Coping With Boundary Ambiguity: Two Approaches, Cultural Differences In The Experience Of Boundary Ambiguity, Helping Families Manage Boundary Ambiguity
On September 11, 2001, four commercial airliners were deliberately crashed—two into the World Trade Center in New York City, one into the Pentagon in Washington, DC, and one into a field in Pennsylvania—and more than 4,000 families from over eighty countries were simultaneously plunged into uncertainty. Relatively few of these families knew with certainty whether their loved ones on the planes or in the buildings were dead or alive; even those who did know had no information about why or how this tragedy had happened. These families—and, to a lesser degree, millions of eyewitnesses around the world—began an unprecedented journey of meaning-making characterized in great measure by a concept known as boundary ambiguity.
Every family, at many points in the life-cycle, must deal with changes in its boundaries: the symbolic markers between itself and its environment and among its members. Exits and entries are inevitable. Some are expected: Children are born into the family, adolescents leave for college or military service or just "their own place," couples marry, aging members die. Others are unpredictable and sometimes shocking: An aging parent demonstrates signs of dementia, a child is kidnapped, infertility changes a couple's dreams for their family, a family emigrates from their war-torn country with few resources or options. At any transition point, normative or nonnormative, a family must renegotiate its internal and external boundaries. These exits and entries constitute a challenge to the family's primary task of boundary maintenance and create stress for the family.
Since the 1940s, sociologists and family researchers have studied the ways families experience and manage stress. Boundary ambiguity has become a valuable concept in understanding why even healthy families sometimes struggle to do this well. Researcher and family therapist Pauline Boss defines boundary ambiguity as a state, resulting from either nonnormative or normative stressor events, in which family members are uncertain about who is in the family and who is out, or about who is performing which roles and tasks within the family system (Boss 1977, 1987, 2002). In some stressful situations, the family cannot obtain the facts surrounding the troubling event. This degree of uncertainty—Is a missing member dead or alive? What will the course of a terminal illness be?—prevents the family from defining the situation clearly enough to know how to respond to it (Boss 1993).
In other stressful situations, the facts are available to the family but the members ignore, deny, or distort those facts. Therapists, researchers, and other outside observers may believe they are able to objectively identify who is in the family and in what capacity, but "the family's perception of the event and the meaning they give it comprise the critical variable in determining family membership and, therefore, the existence and degree of boundary ambiguity" (Boss 1987, p. 709, emphasis in the original). In other words, the discrepancy between an observer's perception and the family's perception cannot be resolved by emphasizing facts, as long as the family assigns a different meaning to those facts.
Definitions of boundaries in the family are further complicated by any incongruence between a family's perception of a member's physical presence or absence and his or her psychological presence or absence. One may not be synonymous with the other. Adoption researcher Debra Fravel and her colleagues (2000) describe physical presence as the literal, bodily existence of a person in the family and psychological presence as the symbolic existence of that person in the hearts and minds of family members in a way that affects their emotions, thoughts, and sense of identity as individuals and as a family. In cases of a soldier missing in action or of a kidnapped child, for example, remaining family members may be emotionally preoccupied with the missing member and have a strong sense that he or she is still part of the family, still influences decisions, still deserves loyalty. The person is physically absent but psychologically present. A different discrepancy is present when a member has a disease such as Alzheimer's disease or is preoccupied with work problems. The member is physically present but psychologically absent.
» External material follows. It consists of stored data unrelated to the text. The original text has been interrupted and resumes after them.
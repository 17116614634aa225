use serde::{Deserialize, Serialize};
use sqlx::FromRow;
use time::OffsetDateTime;
use uuid::Uuid;

#[derive(Debug, Clone, Copy, Default, PartialEq, Eq, Serialize, Deserialize, sqlx::Type)]
#[serde(rename_all = "UPPERCASE")]
#[sqlx(type_name = "announcement_priority", rename_all = "UPPERCASE")]
pub enum AnnouncementPriority {
    #[default]
    Normal,
    High,
    Urgent,
}

#[derive(Debug, Clone, Serialize, FromRow)]
pub struct Announcement {
    pub id: Uuid,
    pub title: String,
    pub content: String,
    pub priority: AnnouncementPriority,
    /// `None` means the announcement is global.
    pub course_id: Option<Uuid>,
    pub is_active: bool,
    #[serde(with = "time::serde::rfc3339")]
    pub created_at: OffsetDateTime,
}

#[derive(Debug, Clone, Serialize, FromRow)]
pub struct AnnouncementWithCourse {
    #[sqlx(flatten)]
    #[serde(flatten)]
    pub announcement: Announcement,
    pub course_code: Option<String>,
    pub course_name: Option<String>,
}

#[derive(Debug, Clone)]
pub struct NewAnnouncement {
    pub title: String,
    pub content: String,
    pub priority: AnnouncementPriority,
    pub course_id: Option<Uuid>,
    pub is_active: bool,
}
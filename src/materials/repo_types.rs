use serde::Serialize;
use sqlx::FromRow;
use time::OffsetDateTime;
use uuid::Uuid;

/// Material metadata; the payload is only loaded for downloads.
#[derive(Debug, Clone, Serialize, FromRow)]
pub struct Material {
    pub id: Uuid,
    pub course_id: Uuid,
    pub title: String,
    pub description: Option<String>,
    pub file_name: String,
    pub file_type: String,
    pub file_size: i32,
    pub week: Option<i32>,
    pub module: Option<String>,
    pub uploaded_by: Uuid,
    pub is_active: bool,
    #[serde(with = "time::serde::rfc3339")]
    pub created_at: OffsetDateTime,
}

#[derive(Debug, Clone, FromRow)]
pub struct MaterialFile {
    pub course_id: Uuid,
    pub file_name: String,
    pub file_type: String,
    pub file_data: Vec<u8>,
    pub is_active: bool,
}

#[derive(Debug, Clone)]
pub struct NewMaterial {
    pub course_id: Uuid,
    pub title: String,
    pub description: Option<String>,
    pub file_name: String,
    pub file_type: String,
    pub file_data: Vec<u8>,
    pub week: Option<i32>,
    pub module: Option<String>,
    pub uploaded_by: Uuid,
}
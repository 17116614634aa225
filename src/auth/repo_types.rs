use serde::{Deserialize, Serialize};
use sqlx::FromRow;
use time::{Date, OffsetDateTime};
use uuid::Uuid;

use super::identity::Role;

/// User record in the database.
#[derive(Debug, Clone, Serialize, Deserialize, FromRow)]
pub struct User {
    pub id: Uuid,
    pub name: String,
    pub email: String,
    #[serde(skip_serializing)]
    pub password_hash: String, // Argon2 hash, not exposed in JSON
    pub role: Role,
    #[serde(with = "time::serde::rfc3339")]
    pub created_at: OffsetDateTime,
}

#[derive(Debug, Clone, Serialize, Deserialize, FromRow)]
pub struct Profile {
    pub user_id: Uuid,
    pub student_id: Option<String>,
    pub phone: Option<String>,
    pub address: Option<String>,
    pub date_of_birth: Option<Date>,
    pub bio: Option<String>,
}

/// Input for a user insert; `student_id` set means a profile row is created too.
#[derive(Debug, Clone)]
pub struct NewUser {
    pub name: String,
    pub email: String,
    pub password_hash: String,
    pub role: Role,
    pub student_id: Option<String>,
}

#[derive(Debug)]
pub enum UserInsert {
    Created(User),
    EmailTaken,
    StudentIdTaken,
}

#[derive(Debug, Clone, Default)]
pub struct ProfileUpdate {
    pub phone: Option<String>,
    pub address: Option<String>,
    pub date_of_birth: Option<Date>,
    pub bio: Option<String>,
}

/// Row of the admin account directory; counts enrollments of any status.
#[derive(Debug, Clone, Serialize, FromRow)]
pub struct UserSummary {
    pub id: Uuid,
    pub name: String,
    pub email: String,
    pub role: Role,
    pub student_id: Option<String>,
    pub enrollment_count: i64,
    #[serde(with = "time::serde::rfc3339")]
    pub created_at: OffsetDateTime,
}

/// Row of the admin student listing.
#[derive(Debug, Clone, Serialize, FromRow)]
pub struct StudentSummary {
    pub id: Uuid,
    pub name: String,
    pub email: String,
    pub student_id: Option<String>,
    pub active_enrollments: i64,
    #[serde(with = "time::serde::rfc3339")]
    pub created_at: OffsetDateTime,
}
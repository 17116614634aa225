use crate::state::AppState;
use axum::Router;

pub mod handlers;
pub mod recorder;
pub mod repo;
pub mod repo_types;

pub use recorder::AuditRecorder;
pub use repo_types::{AuditAction, AuditEntity};

pub fn router() -> Router<AppState> {
    handlers::audit_routes()
}
use serde::Serialize;
use sqlx::FromRow;
use time::OffsetDateTime;
use uuid::Uuid;

#[derive(Debug, Clone, Serialize, FromRow)]
pub struct Course {
    pub id: Uuid,
    pub code: String,
    pub name: String,
    pub description: Option<String>,
    pub credits: i32,
    pub capacity: i32,
    pub instructor: Option<String>,
    pub schedule: Option<String>,
    pub is_active: bool,
    #[serde(with = "time::serde::rfc3339")]
    pub created_at: OffsetDateTime,
}

/// Course plus its current number of `ACTIVE` enrollments.
#[derive(Debug, Clone, Serialize, FromRow)]
pub struct CourseWithCount {
    #[sqlx(flatten)]
    #[serde(flatten)]
    pub course: Course,
    pub active_enrollments: i64,
}

#[derive(Debug, Clone)]
pub struct NewCourse {
    pub code: String,
    pub name: String,
    pub description: Option<String>,
    pub credits: i32,
    pub capacity: i32,
    pub instructor: Option<String>,
    pub schedule: Option<String>,
    pub is_active: bool,
}

/// Partial update; `None` leaves the column untouched.
#[derive(Debug, Clone, Default)]
pub struct CourseChanges {
    pub code: Option<String>,
    pub name: Option<String>,
    pub description: Option<String>,
    pub credits: Option<i32>,
    pub capacity: Option<i32>,
    pub instructor: Option<String>,
    pub schedule: Option<String>,
    pub is_active: Option<bool>,
}

#[derive(Debug)]
pub enum CourseUpdate {
    Updated(Course),
    NotFound,
    CodeTaken,
}
use crate::state::AppState;
use axum::Router;

pub mod dto;
pub mod handlers;
pub mod import;
pub mod services;

pub fn router() -> Router<AppState> {
    Router::new()
        .merge(handlers::student_routes())
        .merge(handlers::admin_routes())
}
use async_trait::async_trait;
use time::Date;
use uuid::Uuid;

use super::repo_types::{AttendanceMark, AttendanceRecord, AttendanceTally, StudentAttendanceRow};
use crate::db::PgStore;

#[async_trait]
pub trait AttendanceRepo: Send + Sync {
    /// Upserts every mark keyed by (student, course, date) in one transaction.
    async fn upsert_attendance(
        &self,
        course_id: Uuid,
        date: Date,
        marks: &[AttendanceMark],
        marked_by: Uuid,
    ) -> anyhow::Result<usize>;
    async fn list_course_attendance(
        &self,
        course_id: Uuid,
        date: Date,
    ) -> anyhow::Result<Vec<AttendanceRecord>>;
    async fn list_student_attendance(
        &self,
        user_id: Uuid,
    ) -> anyhow::Result<Vec<StudentAttendanceRow>>;
    async fn attendance_tally(&self, user_id: Uuid, course_id: Uuid)
        -> anyhow::Result<AttendanceTally>;
}

#[async_trait]
impl AttendanceRepo for PgStore {
    async fn upsert_attendance(
        &self,
        course_id: Uuid,
        date: Date,
        marks: &[AttendanceMark],
        marked_by: Uuid,
    ) -> anyhow::Result<usize> {
        let mut tx = self.pool.begin().await?;
        for mark in marks {
            sqlx::query(
                r#"
                INSERT INTO attendance (user_id, course_id, date, status, marked_by)
                VALUES ($1, $2, $3, $4, $5)
                ON CONFLICT (user_id, course_id, date) DO UPDATE
                   SET status = EXCLUDED.status,
                       marked_by = EXCLUDED.marked_by,
                       updated_at = now()
                "#,
            )
            .bind(mark.user_id)
            .bind(course_id)
            .bind(date)
            .bind(mark.status)
            .bind(marked_by)
            .execute(&mut *tx)
            .await?;
        }
        tx.commit().await?;
        Ok(marks.len())
    }

    async fn list_course_attendance(
        &self,
        course_id: Uuid,
        date: Date,
    ) -> anyhow::Result<Vec<AttendanceRecord>> {
        let rows = sqlx::query_as::<_, AttendanceRecord>(
            r#"
            SELECT id, user_id, course_id, date, status, marked_by
              FROM attendance
             WHERE course_id = $1 AND date = $2
            "#,
        )
        .bind(course_id)
        .bind(date)
        .fetch_all(&self.pool)
        .await?;
        Ok(rows)
    }

    async fn list_student_attendance(
        &self,
        user_id: Uuid,
    ) -> anyhow::Result<Vec<StudentAttendanceRow>> {
        let rows = sqlx::query_as::<_, StudentAttendanceRow>(
            r#"
            SELECT a.course_id, c.code AS course_code, c.name AS course_name, a.date, a.status
              FROM attendance a
              JOIN courses c ON c.id = a.course_id
             WHERE a.user_id = $1
             ORDER BY c.name ASC, a.date DESC
            "#,
        )
        .bind(user_id)
        .fetch_all(&self.pool)
        .await?;
        Ok(rows)
    }

    async fn attendance_tally(
        &self,
        user_id: Uuid,
        course_id: Uuid,
    ) -> anyhow::Result<AttendanceTally> {
        let tally = sqlx::query_as::<_, AttendanceTally>(
            r#"
            SELECT COUNT(*) FILTER (WHERE status = 'PRESENT') AS present,
                   COUNT(*) FILTER (WHERE status = 'LATE') AS late,
                   COUNT(*) FILTER (WHERE status = 'ABSENT') AS absent
              FROM attendance
             WHERE user_id = $1 AND course_id = $2
            "#,
        )
        .bind(user_id)
        .bind(course_id)
        .fetch_one(&self.pool)
        .await?;
        Ok(tally)
    }
}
Both kinds of incongruence create boundary ambiguity and challenge the family's ability to manage the stressful event that resulted in the incongruence.
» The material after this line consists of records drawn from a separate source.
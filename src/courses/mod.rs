use crate::state::AppState;
use axum::Router;

pub mod dto;
pub mod handlers;
pub mod repo;
pub mod repo_types;
pub mod services;

pub fn router() -> Router<AppState> {
    Router::new()
        .merge(handlers::admin_routes())
        .merge(handlers::student_routes())
}
//! Fixtures shared by the unit tests.

use crate::auth::identity::{Identity, Role};
use crate::auth::jwt::JwtKeys;
use crate::auth::repo_types::{NewUser, UserInsert};
use crate::courses::repo_types::{Course, NewCourse};
use crate::state::AppState;

async fn seed_user(st: &AppState, email: &str, role: Role) -> Identity {
    let new = NewUser {
        name: email.split('@').next().unwrap_or(email).to_string(),
        email: email.to_string(),
        password_hash: "unused".into(),
        role,
        student_id: (role == Role::Student).then(|| format!("STU-{email}")),
    };
    match st.store.insert_user(&new).await.unwrap() {
        UserInsert::Created(user) => Identity::new(user.id, user.role),
        other => panic!("seed user {email}: {other:?}"),
    }
}

pub async fn seed_admin(st: &AppState) -> Identity {
    seed_user(st, "admin@uni.edu", Role::Admin).await
}

pub async fn seed_student(st: &AppState, email: &str) -> Identity {
    seed_user(st, email, Role::Student).await
}

pub async fn seed_course(st: &AppState, code: &str, capacity: i32) -> Course {
    let new = NewCourse {
        code: code.to_string(),
        name: format!("Course {code}"),
        description: None,
        credits: 3,
        capacity,
        instructor: Some("Dr. Smith".into()),
        schedule: None,
        is_active: true,
    };
    st.store.insert_course(&new).await.unwrap().unwrap()
}

pub fn access_token(st: &AppState, who: &Identity) -> String {
    JwtKeys::from(&st.config.jwt).sign_access(who).unwrap()
}
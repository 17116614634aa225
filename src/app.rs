use std::net::SocketAddr;

use axum::{routing::get, Router};
use tower_http::{cors::CorsLayer, trace::TraceLayer};

use crate::config::AppConfig;
use crate::state::AppState;
use crate::{announcements, attendance, audit, auth, courses, enrollments, materials, students};

pub fn api_router() -> Router<AppState> {
    Router::new()
        .merge(auth::router())
        .merge(students::router())
        .merge(courses::router())
        .merge(enrollments::router())
        .merge(attendance::router())
        .merge(announcements::router())
        .merge(materials::router())
        .merge(audit::router())
        .route("/health", get(|| async { "ok" }))
}

pub fn build_app(state: AppState) -> Router {
    Router::new()
        .nest("/api/v1", api_router())
        .with_state(state)
        .layer(CorsLayer::permissive())
        .layer(
            TraceLayer::new_for_http()
                .make_span_with(|req: &axum::http::Request<_>| {
                    let method = req.method().clone();
                    let uri = req.uri().clone();
                    tracing::info_span!("http_request", %method, uri = %uri, status = tracing::field::Empty)
                })
                .on_response(
                    |res: &axum::http::Response<_>,
                     _latency: std::time::Duration,
                     span: &tracing::Span| {
                        let status = res.status();
                        span.record("status", tracing::field::display(status));
                        if status.is_server_error() {
                            tracing::error!(%status, "response");
                        } else {
                            tracing::info!(%status, "response");
                        }
                    },
                ),
        )
}

/// Serves until ctrl-c.
pub async fn serve(app: Router, config: &AppConfig) -> anyhow::Result<()> {
    let addr: SocketAddr = format!("{}:{}", config.host, config.port).parse()?;

    tracing::info!("listening on {}", addr);
    let listener = tokio::net::TcpListener::bind(addr).await?;
    axum::serve(listener, app)
        .with_graceful_shutdown(shutdown_signal())
        .await?;
    Ok(())
}

async fn shutdown_signal() {
    if let Err(e) = tokio::signal::ctrl_c().await {
        tracing::error!(error = %e, "failed to listen for shutdown signal");
    }
    tracing::info!("shutdown signal received");
}

#[cfg(test)]
mod tests {
    use axum::body::Body;
    use axum::http::{header, Request, StatusCode};
    use http_body_util::BodyExt;
    use serde_json::{json, Value};
    use tower::ServiceExt;

    use super::*;
    use crate::testing;

    async fn call(app: Router, req: Request<Body>) -> (StatusCode, Value) {
        let res = app.oneshot(req).await.unwrap();
        let status = res.status();
        let bytes = res.into_body().collect().await.unwrap().to_bytes();
        let body = serde_json::from_slice(&bytes).unwrap_or(Value::Null);
        (status, body)
    }

    fn json_request(method: &str, uri: &str, token: Option<&str>, body: Value) -> Request<Body> {
        let mut builder = Request::builder()
            .method(method)
            .uri(uri)
            .header(header::CONTENT_TYPE, "application/json");
        if let Some(t) = token {
            builder = builder.header(header::AUTHORIZATION, format!("Bearer {t}"));
        }
        builder.body(Body::from(body.to_string())).unwrap()
    }

    #[tokio::test]
    async fn health_is_public() {
        let (state, _) = AppState::fake();
        let res = build_app(state)
            .oneshot(Request::get("/api/v1/health").body(Body::empty()).unwrap())
            .await
            .unwrap();
        assert_eq!(res.status(), StatusCode::OK);
    }

    #[tokio::test]
    async fn admin_routes_require_a_token() {
        let (state, _) = AppState::fake();
        let (status, body) = call(
            build_app(state),
            Request::get("/api/v1/admin/courses").body(Body::empty()).unwrap(),
        )
        .await;
        assert_eq!(status, StatusCode::UNAUTHORIZED);
        assert_eq!(body["error"], "Authentication required");
    }

    #[tokio::test]
    async fn student_token_is_forbidden_on_admin_routes() {
        let (state, _) = AppState::fake();
        let student = testing::seed_student(&state, "s@uni.edu").await;
        let token = testing::access_token(&state, &student);
        let (status, body) = call(
            build_app(state),
            json_request("GET", "/api/v1/admin/audit-logs", Some(&token), Value::Null),
        )
        .await;
        assert_eq!(status, StatusCode::FORBIDDEN);
        assert_eq!(body["error"], "Administrator access required");
    }

    #[tokio::test]
    async fn register_then_login() {
        let (state, _) = AppState::fake();
        let app = build_app(state);

        let (status, body) = call(
            app.clone(),
            json_request(
                "POST",
                "/api/v1/auth/register",
                None,
                json!({ "name": "Ada", "email": "Ada@Uni.edu", "password": "Str0ng!Pass" }),
            ),
        )
        .await;
        assert_eq!(status, StatusCode::CREATED);
        assert_eq!(body["email"], "ada@uni.edu");
        assert_eq!(body["role"], "STUDENT");

        let (status, body) = call(
            app,
            json_request(
                "POST",
                "/api/v1/auth/login",
                None,
                json!({ "email": "ada@uni.edu", "password": "Str0ng!Pass" }),
            ),
        )
        .await;
        assert_eq!(status, StatusCode::OK);
        assert!(body["access_token"].as_str().is_some());
    }

    #[tokio::test]
    async fn full_course_maps_to_bad_request() {
        let (state, _) = AppState::fake();
        let course = testing::seed_course(&state, "CS101", 1).await;
        let first = testing::seed_student(&state, "a@uni.edu").await;
        let second = testing::seed_student(&state, "b@uni.edu").await;
        let app = build_app(state.clone());

        let (status, _) = call(
            app.clone(),
            json_request(
                "POST",
                "/api/v1/student/enrollments",
                Some(&testing::access_token(&state, &first)),
                json!({ "course_id": course.id }),
            ),
        )
        .await;
        assert_eq!(status, StatusCode::CREATED);

        let (status, body) = call(
            app,
            json_request(
                "POST",
                "/api/v1/student/enrollments",
                Some(&testing::access_token(&state, &second)),
                json!({ "course_id": course.id }),
            ),
        )
        .await;
        assert_eq!(status, StatusCode::BAD_REQUEST);
        assert_eq!(body["error"], "Course is full");
    }

    #[tokio::test]
    async fn undecodable_bodies_are_bad_requests() {
        let (state, _) = AppState::fake();
        let student = testing::seed_student(&state, "s@uni.edu").await;
        let token = testing::access_token(&state, &student);
        let app = build_app(state);

        for body in [json!({}), json!({ "course_id": "not-a-uuid" })] {
            let (status, reply) = call(
                app.clone(),
                json_request("POST", "/api/v1/student/enrollments", Some(&token), body),
            )
            .await;
            assert_eq!(status, StatusCode::BAD_REQUEST);
            assert_eq!(reply["error"], "Request body has missing or invalid fields");
        }

        let req = Request::post("/api/v1/student/enrollments")
            .header(header::CONTENT_TYPE, "application/json")
            .header(header::AUTHORIZATION, format!("Bearer {token}"))
            .body(Body::from("{\"course_id\":"))
            .unwrap();
        let (status, reply) = call(app.clone(), req).await;
        assert_eq!(status, StatusCode::BAD_REQUEST);
        assert_eq!(reply["error"], "Request body is not valid JSON");

        let req = Request::post("/api/v1/student/enrollments")
            .header(header::AUTHORIZATION, format!("Bearer {token}"))
            .body(Body::from("course_id=1"))
            .unwrap();
        let (status, reply) = call(app, req).await;
        assert_eq!(status, StatusCode::BAD_REQUEST);
        assert_eq!(reply["error"], "Expected a JSON request body");
    }

    #[tokio::test]
    async fn bad_path_and_query_are_bad_requests() {
        let (state, _) = AppState::fake();
        let admin = testing::seed_admin(&state).await;
        let token = testing::access_token(&state, &admin);
        let app = build_app(state);

        let (status, reply) = call(
            app.clone(),
            json_request("GET", "/api/v1/admin/courses/not-a-uuid", Some(&token), Value::Null),
        )
        .await;
        assert_eq!(status, StatusCode::BAD_REQUEST);
        assert_eq!(reply["error"], "Invalid path parameter");

        let (status, reply) = call(
            app,
            json_request(
                "GET",
                "/api/v1/admin/attendance?course_id=nope",
                Some(&token),
                Value::Null,
            ),
        )
        .await;
        assert_eq!(status, StatusCode::BAD_REQUEST);
        assert_eq!(reply["error"], "Invalid query parameters");
    }
}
The basic premise is that a system needs to be sure of its components, that is, who is inside system boundaries physically and psychologically, and who is outside, physically and psychologically. Furthermore, that knowledge must be based on congruence between reality and perceptions. It is suggested that a major consequence of an ambiguous system, that is, a system that is not sure of its components, is that systemic communication, feedback and subsequent adjustment over time are curtailed. The system cannot subsequently adapt to the stress of inevitable developmental changes throughout the family life cycle nor to stress from equally inevitable unpredicted crises. (Boss 1977, p. 142).
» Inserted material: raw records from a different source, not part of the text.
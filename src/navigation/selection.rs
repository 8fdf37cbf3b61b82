use crate::entities::EntityId;

/// The subject and event the current view is about.
///
/// Both slots are independent. They hold ids only and are never cleared
/// when the entity behind them is deleted, so readers must treat a failed
/// lookup as "nothing selected".
#[derive(Clone, Copy, Debug, Default, PartialEq, Eq)]
pub struct SelectionContext {
    pub subject: Option<EntityId>,
    pub event: Option<EntityId>,
}

impl SelectionContext {
    pub fn select_subject(&mut self, id: Option<EntityId>) {
        self.subject = id;
    }

    pub fn select_event(&mut self, id: Option<EntityId>) {
        self.event = id;
    }

    pub fn clear(&mut self) {
        *self = Self::default();
    }
}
Boundary ambiguity as a variable in family stress research has been studied in families of soldiers missing in action; families of corporate executives; families launching adolescents; couples dealing with infertility; elderly widows; families with kidnapped children; clergy families; farm families transferring farm ownership; divorced and remarried families; adoptive families, adopted children, and birthmothers; and families providing care to members with Alzheimer's disease. Some of these families are managing relatively normative stressors; others are faced with unexpected, unusual life circumstances. In some of these situations, members' physical absence is incongruent with their psychological presence; in others, their physical presence is incongruent with their psychological absence. Nevertheless, in all, the perceptions of the remaining family members are the critical factor in whether the family is able to define and maintain the boundaries of the family and thus manage the stress more effectively.